Simon Stephens‘ updating of Alfred Jarry‘s absurdist classic The Trial of Ubu opened on the Hampstead Theatre’s main stage this week (23 January 2012, previews from 18 January) directed by Katie Mitchell.
The production continues its limited run until 25 February 2012.
Michael Coveney
Whatsonstage.com
★★★
“Alfred Jarry’s 1896 absurdist shocker Ubu Roi is one of those famous plays that never gets done, and that remains the case, really, despite Simon Stephens’ chilling courtroom take on the deeds of a tyrant … The monster is called to account and his words recycled through the microphoned speeches of two impassive interpreters, so that the impact of the evening lies in the horror with which the madman is exposed, not – as in Jarry – the exhilarating delight in his grotesque escapades. In other words, the play has been politicised, but in a different way to how it exists. There is nothing wrong in doing this, and Stephens writes as well as he always does, but the show is far less fun than it should be … The puppets at Hampstead are quite fun, but the action is garbled, not executed, so you don’t get any of the schoolboy parodies of Macbeth and Julius Caesar … But a trial has a different sort of energy to a play, and this one seems slightly too po-faced and righteous for its own good.”
Michael Billington
Guardian
★★★
“Ubu becomes a symbol of contemporary dictators, and issues are raised about the capacity of the law to cope with political crimes. But it is debatable as to whether Katie Mitchell, by refracting the trial through a pair of headphone-wearing interpreters, has chosen the ideal form … Having attended the trial of Slobodan Milošević in The Hague, I can vouch for the bizarre contrast between the dry legal formality and the hideous crimes under review. But I think Mitchell misses a trick by giving us a secondhand version of Ubu’s trial: the irony of Stephens’s idea would have been clearer if we had seen Tricycle tribunal-theatre techniques applied to a fictional archetype like Ubu … But the puppetry is good, Kate Duchene and Nikki Amuka-Bird faithfully embody Mitchell’s concept as the interpreters … Stephens reminds us that Jarry’s play, written as a schoolboy prank, had a stunning prophetic power.”
Charles Spencer
Daily Telegraph
★★
“This is punishing – and not in a good way.
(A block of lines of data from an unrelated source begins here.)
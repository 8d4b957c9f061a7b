//! Workflow categories tracked for failures.

use std::collections::HashSet;

/// Workflow names tallied when the configuration does not name any.
pub const DEFAULT_CATEGORIES: [&str; 6] = [
    "CodeQL Security Analysis",
    "Code Quality",
    "Security Audit",
    "Dependency Review",
    "Tests",
    "Documentation",
];

/// A named class of CI workflow.
#[derive(Debug, Clone, PartialEq, Eq)]
pub struct WorkflowCategory(String);

impl WorkflowCategory {
    pub fn new(name: impl Into<String>) -> Self {
        Self(name.into())
    }

    pub fn name(&self) -> &str {
        &self.0
    }

    /// Whether the name contains `filter`, ignoring case.
    pub fn matches(&self, filter: &str) -> bool {
        self.0.to_lowercase().contains(&filter.to_lowercase())
    }

    /// Report header for this category, e.g. `CODEQL FAILURES`.
    pub fn header(&self) -> String {
        format!("{} FAILURES", self.0.to_uppercase())
    }
}

/// Keeps the categories matching `filter`, in configured order.
///
/// Names differing only in case are kept once, so a single failed run can
/// never be counted under two categories.
pub fn select_categories(names: &[String], filter: Option<&str>) -> Vec<WorkflowCategory> {
    let mut seen = HashSet::new();
    names
        .iter()
        .map(WorkflowCategory::new)
        .filter(|category| filter.map_or(true, |f| category.matches(f)))
        .filter(|category| seen.insert(category.name().to_lowercase()))
        .collect()
}

#[cfg(test)]
mod tests {
    use super::*;

    fn defaults() -> Vec<String> {
        DEFAULT_CATEGORIES.iter().map(|c| c.to_string()).collect()
    }

    fn names(categories: &[WorkflowCategory]) -> Vec<&str> {
        categories.iter().map(WorkflowCategory::name).collect()
    }

    #[test]
    fn no_filter_keeps_everything() {
        assert_eq!(select_categories(&defaults(), None).len(), DEFAULT_CATEGORIES.len());
    }

    #[test]
    fn filter_is_case_insensitive() {
        let selected = select_categories(&defaults(), Some("codeql"));
        assert_eq!(names(&selected), ["CodeQL Security Analysis"]);
    }

    #[test]
    fn filter_matches_substrings() {
        let selected = select_categories(&defaults(), Some("SECURITY"));
        assert_eq!(names(&selected), ["CodeQL Security Analysis", "Security Audit"]);
    }

    #[test]
    fn unmatched_filter_selects_nothing() {
        assert!(select_categories(&defaults(), Some("deploy")).is_empty());
    }

    #[test]
    fn duplicate_names_are_dropped() {
        let names_in = vec!["Tests".to_string(), "tests".to_string(), "Lint".to_string()];
        let selected = select_categories(&names_in, None);
        assert_eq!(names(&selected), ["Tests", "Lint"]);
    }

    #[test]
    fn header_is_uppercased() {
        assert_eq!(WorkflowCategory::new("CodeQL").header(), "CODEQL FAILURES");
    }
}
The playwright arrogantly believes that ‘theatre serves documentary poorly’ and so instead of examining a real-life case… he has gone back to the French writer Alfred Jarry… and his grotesque fictitious character … Ubu, now played by a live actor, who with his whiteface make up and livid red gash of a mouth resembles the Joker in the Batman movies … The combined effect of having a fictional character on trial, and Mitchell’s absurd focus on the translators, rather than the witnesses and the accused, is to create an arty, tiresomely self-regarding production out of subject matter that ought to offer a serious, sober insight into the darkness of mankind at its worst …The opening puppet show is delivered with some panache, Nikki Amuka Bird and Kate Duchene are superbly fluent as the even-toned translators, and Paul McCleary cuts a truly nightmarish figure as Ubu … But this smart-alec production proves an entirely inadequate response to tyranny and mass murder, reducing man’s inhumanity to man to little more than a box of theatrical tricks.”
Ian Shuttleworth
Financial Times
★★★
“The contrast between the first two phases of Katie Mitchell’s production is thrilling … A rumbustious Punch and Judy-style puppet show lasting 10 minutes or so… followed by two interpreters sitting in a booth, reciting the full indictments against Ubu … The differences between absurdity and gravitas, misrule and procedure, energy and aridity are borne in powerfully … The rest is all recounted by Kate Duchene and Nikki Amuka-Bird into their desk microphones, punctuated by (wonderfully executed) time-lapse sequences … There is a point to reducing the two extremes of grotesquerie, the exuberant and the grim … It may suggest that reducing such enormities to theatre is grotesque in itself … But ultimately they all pale beside the reality that is the resultant theatrical tedium … Stephens has become a vocal champion of directors’ rights to interpret dramatic texts in the most radical, deconstructive ways, and Mitchell has … There comes a point when the result stops actually being theatre. This is not, to use the vogue phrase, ‘post-dramatic’; it is anti-dramatic … And for me it fails that reciprocal test.”
Quentin Letts
Daily Mail
★★★
“Over-styled, under-humanised: that is often a problem with shows directed by fiddly Katie Mitchell … Most lines intended for… various characters are spoken by the court’s two interpreters whom we see sitting in their simultaneous-translation box. Neat idea? Up to a point. The snag is that it strangles those characters as, well, characters … Kate Duchene and Nikki Amuka-Bird do the translators quite well. Duchene, in particular, catches the semi-drugged, anger-management monotone heard of translators on the Brussels/Hague/Strasbourg circuit. Her soft, level voice flows seamlessly through the foam-ended microphone … Two-thirds of the way through… we are given glimpses of the other characters. Sadly, they remain caricatured, with Paul McCleary as a weirdly-painted Ubu … The translators give hints of differing reactions to the trial but they are not allowed to say anything in their own voices. It is hard to be sure what is going on … Miss Too Clever By Half Mitchell has to go and push herself in the way.”
Henry Hitchings
Evening Standard
★★★
“Courtroom drama is always popular, and Simon Stephens subverts the conventions of the genre in this sharply contemporary piece, inventively directed by Katie Mitchell … We begin with a puppet show which presents Stephens’s abbreviated version of Jarry: profane and grotesque, it’s Punch and Judy as if imagined by satirist Chris Morris … The performances of Kate Duchene and Nikki Amuka-Bird are beautifully nuanced, full of precisely modulated gesture … Lizzie Clachan‘s set is ingenious, and when its configuration alters other characters are revealed … Stephens is less interested in Ubu’s bloody reign than in drawing attention to the machinery of the law … But while Mitchell’s production is visually impressive, its boldness is rigorous rather than engaging. And Stephens’s writing, which feels oddly condensed, doesn’t quite get under the skin of the issues – or under our skin.”